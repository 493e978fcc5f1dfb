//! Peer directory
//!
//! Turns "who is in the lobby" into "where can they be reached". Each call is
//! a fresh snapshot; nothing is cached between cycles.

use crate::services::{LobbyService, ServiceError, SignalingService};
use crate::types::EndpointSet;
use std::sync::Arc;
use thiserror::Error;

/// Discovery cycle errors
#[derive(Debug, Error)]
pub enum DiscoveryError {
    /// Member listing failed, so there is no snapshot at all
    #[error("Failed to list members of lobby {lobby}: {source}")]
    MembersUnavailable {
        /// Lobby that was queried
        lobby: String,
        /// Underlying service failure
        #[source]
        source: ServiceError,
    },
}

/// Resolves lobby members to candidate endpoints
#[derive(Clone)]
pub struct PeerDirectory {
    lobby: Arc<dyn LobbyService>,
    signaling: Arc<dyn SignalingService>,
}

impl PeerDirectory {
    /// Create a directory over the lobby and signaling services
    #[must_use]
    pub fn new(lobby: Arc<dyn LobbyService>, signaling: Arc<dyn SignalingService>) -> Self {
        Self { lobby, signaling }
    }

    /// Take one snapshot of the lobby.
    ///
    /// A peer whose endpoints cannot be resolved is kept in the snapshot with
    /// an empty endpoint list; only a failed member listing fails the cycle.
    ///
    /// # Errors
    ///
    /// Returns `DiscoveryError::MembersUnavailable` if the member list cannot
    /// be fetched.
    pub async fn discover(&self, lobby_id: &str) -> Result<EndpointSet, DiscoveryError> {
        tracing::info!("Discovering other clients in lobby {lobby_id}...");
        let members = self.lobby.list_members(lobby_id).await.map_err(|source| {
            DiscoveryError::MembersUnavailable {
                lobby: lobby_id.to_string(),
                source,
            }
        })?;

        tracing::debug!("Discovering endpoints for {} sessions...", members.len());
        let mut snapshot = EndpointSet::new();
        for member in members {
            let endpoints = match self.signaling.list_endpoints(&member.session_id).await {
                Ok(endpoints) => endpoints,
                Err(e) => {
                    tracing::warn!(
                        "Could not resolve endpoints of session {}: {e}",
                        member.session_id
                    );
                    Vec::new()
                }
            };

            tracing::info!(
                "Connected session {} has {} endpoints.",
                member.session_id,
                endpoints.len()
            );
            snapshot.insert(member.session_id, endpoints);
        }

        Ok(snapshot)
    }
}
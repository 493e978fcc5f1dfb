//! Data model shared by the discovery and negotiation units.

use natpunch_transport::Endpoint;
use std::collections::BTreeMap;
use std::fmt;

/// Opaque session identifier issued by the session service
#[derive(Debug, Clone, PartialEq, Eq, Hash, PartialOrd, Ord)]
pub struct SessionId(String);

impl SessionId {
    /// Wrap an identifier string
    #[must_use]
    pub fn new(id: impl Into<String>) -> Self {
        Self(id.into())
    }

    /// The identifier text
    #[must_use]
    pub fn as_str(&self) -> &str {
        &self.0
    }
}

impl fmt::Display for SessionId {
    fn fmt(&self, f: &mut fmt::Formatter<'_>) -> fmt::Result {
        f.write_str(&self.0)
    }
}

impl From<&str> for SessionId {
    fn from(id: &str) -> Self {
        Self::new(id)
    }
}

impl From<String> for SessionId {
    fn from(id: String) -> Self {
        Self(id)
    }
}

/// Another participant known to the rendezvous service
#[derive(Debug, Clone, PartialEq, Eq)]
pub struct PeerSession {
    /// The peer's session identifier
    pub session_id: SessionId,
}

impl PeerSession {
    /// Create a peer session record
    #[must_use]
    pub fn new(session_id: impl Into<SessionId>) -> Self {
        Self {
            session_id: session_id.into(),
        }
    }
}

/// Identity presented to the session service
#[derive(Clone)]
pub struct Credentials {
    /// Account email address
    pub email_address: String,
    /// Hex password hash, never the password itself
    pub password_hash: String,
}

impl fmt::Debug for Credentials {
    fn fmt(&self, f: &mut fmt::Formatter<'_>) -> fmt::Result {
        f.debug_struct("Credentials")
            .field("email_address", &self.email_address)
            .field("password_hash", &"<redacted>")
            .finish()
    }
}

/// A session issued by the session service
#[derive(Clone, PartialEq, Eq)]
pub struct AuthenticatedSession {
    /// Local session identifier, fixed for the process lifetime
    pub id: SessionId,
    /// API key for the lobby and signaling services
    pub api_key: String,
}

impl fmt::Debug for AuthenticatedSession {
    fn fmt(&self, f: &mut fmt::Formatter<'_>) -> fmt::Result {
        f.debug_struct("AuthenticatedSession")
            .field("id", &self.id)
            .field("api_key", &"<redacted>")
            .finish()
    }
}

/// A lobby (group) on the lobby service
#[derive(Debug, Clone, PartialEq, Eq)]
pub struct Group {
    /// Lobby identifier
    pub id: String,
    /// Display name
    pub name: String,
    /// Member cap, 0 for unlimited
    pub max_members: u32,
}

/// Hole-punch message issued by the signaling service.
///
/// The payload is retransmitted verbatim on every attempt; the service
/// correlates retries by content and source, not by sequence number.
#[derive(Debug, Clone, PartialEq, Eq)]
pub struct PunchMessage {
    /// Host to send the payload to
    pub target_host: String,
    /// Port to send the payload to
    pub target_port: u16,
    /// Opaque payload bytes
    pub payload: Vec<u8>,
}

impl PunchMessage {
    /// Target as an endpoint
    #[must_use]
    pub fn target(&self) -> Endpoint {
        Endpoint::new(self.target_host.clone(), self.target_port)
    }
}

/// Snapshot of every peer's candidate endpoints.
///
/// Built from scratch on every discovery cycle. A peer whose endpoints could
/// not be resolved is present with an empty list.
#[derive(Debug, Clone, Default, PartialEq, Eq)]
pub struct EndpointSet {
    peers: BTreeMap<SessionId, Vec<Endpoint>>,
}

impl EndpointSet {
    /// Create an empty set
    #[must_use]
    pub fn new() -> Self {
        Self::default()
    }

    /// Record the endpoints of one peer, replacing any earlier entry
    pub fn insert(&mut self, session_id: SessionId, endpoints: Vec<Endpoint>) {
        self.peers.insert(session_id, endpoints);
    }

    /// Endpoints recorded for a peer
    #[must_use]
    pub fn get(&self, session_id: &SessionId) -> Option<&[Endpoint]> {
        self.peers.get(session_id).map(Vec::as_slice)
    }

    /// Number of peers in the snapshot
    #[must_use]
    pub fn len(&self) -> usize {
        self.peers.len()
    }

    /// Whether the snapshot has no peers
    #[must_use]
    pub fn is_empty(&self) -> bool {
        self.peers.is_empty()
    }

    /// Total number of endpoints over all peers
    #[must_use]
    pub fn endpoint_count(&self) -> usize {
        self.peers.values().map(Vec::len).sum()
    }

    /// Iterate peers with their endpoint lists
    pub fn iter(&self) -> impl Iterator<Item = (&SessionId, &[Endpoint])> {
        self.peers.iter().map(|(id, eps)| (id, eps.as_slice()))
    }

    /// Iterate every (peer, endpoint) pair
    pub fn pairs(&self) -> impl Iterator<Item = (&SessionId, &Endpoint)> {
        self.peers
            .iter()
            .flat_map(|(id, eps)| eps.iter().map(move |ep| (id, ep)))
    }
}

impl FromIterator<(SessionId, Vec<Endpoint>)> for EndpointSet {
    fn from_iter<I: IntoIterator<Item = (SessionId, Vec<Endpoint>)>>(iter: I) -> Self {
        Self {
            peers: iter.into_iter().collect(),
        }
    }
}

### WORK TO COMPLETE
Using the listing above, copy exactly the line that contains "Account email address", the line that contains "the lobby service", and each line that falls between them.

### RESULT OF THIS EXERCISE
    /// Account email address
    pub email_address: String,
    /// Hex password hash, never the password itself
    pub password_hash: String,
}

impl fmt::Debug for Credentials {
    fn fmt(&self, f: &mut fmt::Formatter<'_>) -> fmt::Result {
        f.debug_struct("Credentials")
            .field("email_address", &self.email_address)
            .field("password_hash", &"<redacted>")
            .finish()
    }
}

/// A session issued by the session service
#[derive(Clone, PartialEq, Eq)]
pub struct AuthenticatedSession {
    /// Local session identifier, fixed for the process lifetime
    pub id: SessionId,
    /// API key for the lobby and signaling services
    pub api_key: String,
}

impl fmt::Debug for AuthenticatedSession {
    fn fmt(&self, f: &mut fmt::Formatter<'_>) -> fmt::Result {
        f.debug_struct("AuthenticatedSession")
            .field("id", &self.id)
            .field("api_key", &"<redacted>")
            .finish()
    }
}

/// A lobby (group) on the lobby service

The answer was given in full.